◆ **Work to complete**: A line below contains "pub fn apply(&mut", and a later one contains "let balances = Balances::opening(300);". Repeat both, with every line between them, exactly.

++++ Material provided ++++

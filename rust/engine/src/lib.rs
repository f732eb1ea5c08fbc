// This Source Code Form is subject to the terms of the Mozilla Public
// License, v. 2.0. If a copy of the MPL was not distributed with this
// file, You can obtain one at https://mozilla.org/MPL/2.0/.

//! # Grouplift Engine
//!
//! Ungroup/regroup transform engine for bulk-editing grouped BIM elements.
//!
//! Editing elements inside a placed group safely requires flattening the
//! grouping first and reconstructing the exact same structure afterwards,
//! with container identities remapped consistently. This crate implements
//! that transform over the [`grouplift_core`] document model:
//!
//! - **Selection** — validates the picked elements as group containers.
//! - **Hierarchy** — finds each target's enclosing parent and orders the
//!   ungroup sequence (parents before targets).
//! - **Hazard** — classifies the operation: proceed, warn on shared types
//!   or dimension constraints, or abort outright on nested groups.
//! - **Transform** — snapshot → ungroup → rebuild children → remap →
//!   rebuild parents, each mutating stage in its own transaction.
//! - **Audit** — one structured record per attempted transform, handed to
//!   an external sink.
//!
//! ## Quick Start
//!
//! ```
//! use grouplift_core::{Category, Document, Point3};
//! use grouplift_engine::{FixedIdentity, GuardPolicy, TransformEngine};
//!
//! let mut doc = Document::new("Office_Tower_jdoe");
//! let desk = doc.add_element(Category::Furniture, Point3::new(0.0, 0.0, 0.0));
//! let chair = doc.add_element(Category::Furniture, Point3::new(2.0, 0.0, 0.0));
//! let ty = doc.add_group_type("Desk Set");
//! let group = doc.create_group(ty, &[desk, chair]).unwrap();
//!
//! let identity = FixedIdentity::new("Jane Doe");
//! let outcome = TransformEngine::new(&mut doc)
//!     .run(&[group], &identity, &GuardPolicy::default())
//!     .unwrap();
//!
//! assert!(outcome.is_complete());
//! assert!(!doc.contains(group));
//! ```

pub mod audit;
pub mod error;
pub mod guard;
pub mod hazard;
pub mod hierarchy;
pub mod remap;
pub mod selection;
pub mod snapshot;
pub mod transform;

pub use audit::{AuditRecord, AuditSink, MemorySink};
pub use error::{Error, Result, StaleReference};
pub use guard::{FixedIdentity, GuardPolicy, Identity};
pub use hazard::{classify, Hazard, Warning};
pub use hierarchy::{extract, UngroupPlan};
pub use remap::remap_member_ids;
pub use selection::{resolve_selection, SelectionError};
pub use snapshot::{rebuilt_name, AncestorSnapshot, GroupSnapshot, REBUILD_SUFFIX};
pub use transform::{RebuiltGroup, TransformEngine, TransformOutcome, OPERATION_NAME};
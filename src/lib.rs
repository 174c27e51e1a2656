//! Two-party proof-of-work ledger.
//!
//! Alice and Bob exchange signed amounts; every transfer is sealed into a
//! block whose SHA-256 digest starts with three zero bytes and references the
//! digest of the block before it.

pub mod blockchain;
pub mod config;
pub mod driver;
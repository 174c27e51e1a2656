use serde::Serialize;

use std::fmt;

/// Alice's and Bob's holdings after replaying some prefix of the chain
#[derive(Debug, Clone, Copy, PartialEq, Eq, Serialize)]
pub struct Balances {
    /// Alice starts with the genesis amount
    pub alice: i64,

    /// Bob starts with nothing
    pub bob: i64,
}

impl Balances {
    /// Opening balances for a chain whose genesis block carries `genesis_amount`
    pub fn opening(genesis_amount: i32) -> Self {
        Balances {
            alice: i64::from(genesis_amount),
            bob: 0,
        }
    }

    /// Applies one transfer: a positive amount moves funds from Bob to Alice,
    /// a negative one from Alice to Bob
    pub fn apply(&mut self, amount: i32) {
        let amount = i64::from(amount);
        self.alice += amount;
        self.bob -= amount;
    }

    /// Sum of both balances, always the genesis amount
    pub fn total(&self) -> i64 {
        self.alice + self.bob
    }
}

impl From<Balances> for (i64, i64) {
    fn from(balances: Balances) -> Self {
        (balances.alice, balances.bob)
    }
}

impl fmt::Display for Balances {
    fn fmt(&self, f: &mut fmt::Formatter<'_>) -> fmt::Result {
        write!(f, "Alice: {}, Bob: {}", self.alice, self.bob)
    }
}

/// Bound enforced on the running balance during chain validation.
///
/// The balance may neither go negative nor exceed what genesis created.
pub fn within_genesis_bounds(running_balance: i64, genesis_amount: i32) -> bool {
    (0..=i64::from(genesis_amount)).contains(&running_balance)
}

#[cfg(test)]
mod tests {
    use super::*;

    #[test]
    fn test_opening_balances() {
        let balances = Balances::opening(300);

        assert_eq!(balances.alice, 300);
        assert_eq!(balances.bob, 0);
        assert_eq!(balances.to_string(), "Alice: 300, Bob: 0");
    }

    #[test]
    fn test_apply_conserves_total() {
        let mut balances = Balances::opening(300);

        for amount in [-50, 20, -270, 100, i32::MIN, i32::MAX] {
            balances.apply(amount);
            assert_eq!(balances.total(), 300);
        }
    }

    #[test]
    fn test_negative_amount_moves_funds_to_bob() {
        let mut balances = Balances::opening(300);
        balances.apply(-50);

        assert_eq!(<(i64, i64)>::from(balances), (250, 50));
    }

    #[test]
    fn test_within_genesis_bounds() {
        assert!(within_genesis_bounds(0, 300));
        assert!(within_genesis_bounds(300, 300));
        assert!(within_genesis_bounds(150, 300));
        assert!(!within_genesis_bounds(-1, 300));
        assert!(!within_genesis_bounds(301, 300));
        assert!(within_genesis_bounds(0, 0));
    }
}
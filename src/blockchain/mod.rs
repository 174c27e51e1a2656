// Blockchain module
//
// This module contains the ledger core:
// - Digest value and difficulty predicate
// - Block structure and proof of work search
// - Chain structure with append, removal and validation
// - Alice/Bob balance bookkeeping

pub mod balance;
pub mod block;
pub mod chain;
pub mod digest;

// Re-export main components for easier access
pub use balance::{within_genesis_bounds, Balances};
pub use block::Block;
pub use chain::{Chain, ChainError};
pub use digest::{DigestError, DigestValue};
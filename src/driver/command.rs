use thiserror::Error;

use std::str::FromStr;

/// Command list printed by `help`
pub const HELP: &str = "\
Valid commands:
    mine: discovers the nonce for a given transaction
    append: appends a new block onto the end of the chain
    remove: removes the last block from the end of the chain
    check: checks that the block chain is valid
    report: reports the balances of Alice and Bob
    export: prints the chain as JSON
    help: prints this list of commands
    quit: quits the program";

/// Errors that can occur while reading user input
#[derive(Debug, Error, PartialEq, Eq)]
pub enum CommandError {
    #[error("Unknown command: {0} (type \"help\" for the list of commands)")]
    UnknownCommand(String),

    #[error("Invalid number: {0}")]
    InvalidNumber(String),
}

/// A command understood by the session loop
#[derive(Debug, Clone, Copy, PartialEq, Eq)]
pub enum Command {
    Mine,
    Append,
    Remove,
    Check,
    Report,
    Export,
    Help,
    Quit,
}

impl FromStr for Command {
    type Err = CommandError;

    fn from_str(s: &str) -> Result<Self, Self::Err> {
        match s.trim().to_ascii_lowercase().as_str() {
            "mine" => Ok(Command::Mine),
            "append" => Ok(Command::Append),
            "remove" => Ok(Command::Remove),
            "check" => Ok(Command::Check),
            "report" => Ok(Command::Report),
            "export" => Ok(Command::Export),
            "help" => Ok(Command::Help),
            "quit" => Ok(Command::Quit),
            other => Err(CommandError::UnknownCommand(other.to_string())),
        }
    }
}

/// Parses an amount or nonce typed by the user
pub fn parse_number<T: FromStr>(input: &str) -> Result<T, CommandError> {
    let input = input.trim();
    input
        .parse()
        .map_err(|_| CommandError::InvalidNumber(input.to_string()))
}

#[cfg(test)]
mod tests {
    use super::*;

    #[test]
    fn test_parse_commands() {
        assert_eq!("mine".parse(), Ok(Command::Mine));
        assert_eq!("  Append \n".parse(), Ok(Command::Append));
        assert_eq!("REMOVE".parse(), Ok(Command::Remove));
        assert_eq!("check".parse(), Ok(Command::Check));
        assert_eq!("report".parse(), Ok(Command::Report));
        assert_eq!("export".parse(), Ok(Command::Export));
        assert_eq!("help".parse(), Ok(Command::Help));
        assert_eq!("quit".parse(), Ok(Command::Quit));
    }

    #[test]
    fn test_unknown_command() {
        assert_eq!(
            "transfer".parse::<Command>(),
            Err(CommandError::UnknownCommand("transfer".to_string()))
        );
    }

    #[test]
    fn test_parse_number() {
        assert_eq!(parse_number::<i32>(" -50\n"), Ok(-50));
        assert_eq!(parse_number::<u64>("10072502"), Ok(10_072_502));
        assert_eq!(
            parse_number::<u64>("-1"),
            Err(CommandError::InvalidNumber("-1".to_string()))
        );
        assert_eq!(
            parse_number::<i32>("fifty"),
            Err(CommandError::InvalidNumber("fifty".to_string()))
        );
    }
}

++++

◆ **The answer**:
    pub fn apply(&mut self, amount: i32) {
        let amount = i64::from(amount);
        self.alice += amount;
        self.bob -= amount;
    }

    /// Sum of both balances, always the genesis amount
    pub fn total(&self) -> i64 {
        self.alice + self.bob
    }
}

impl From<Balances> for (i64, i64) {
    fn from(balances: Balances) -> Self {
        (balances.alice, balances.bob)
    }
}

impl fmt::Display for Balances {
    fn fmt(&self, f: &mut fmt::Formatter<'_>) -> fmt::Result {
        write!(f, "Alice: {}, Bob: {}", self.alice, self.bob)
    }
}

/// Bound enforced on the running balance during chain validation.
///
/// The balance may neither go negative nor exceed what genesis created.
pub fn within_genesis_bounds(running_balance: i64, genesis_amount: i32) -> bool {
    (0..=i64::from(genesis_amount)).contains(&running_balance)
}

#[cfg(test)]
mod tests {
    use super::*;

    #[test]
    fn test_opening_balances() {
        let balances = Balances::opening(300);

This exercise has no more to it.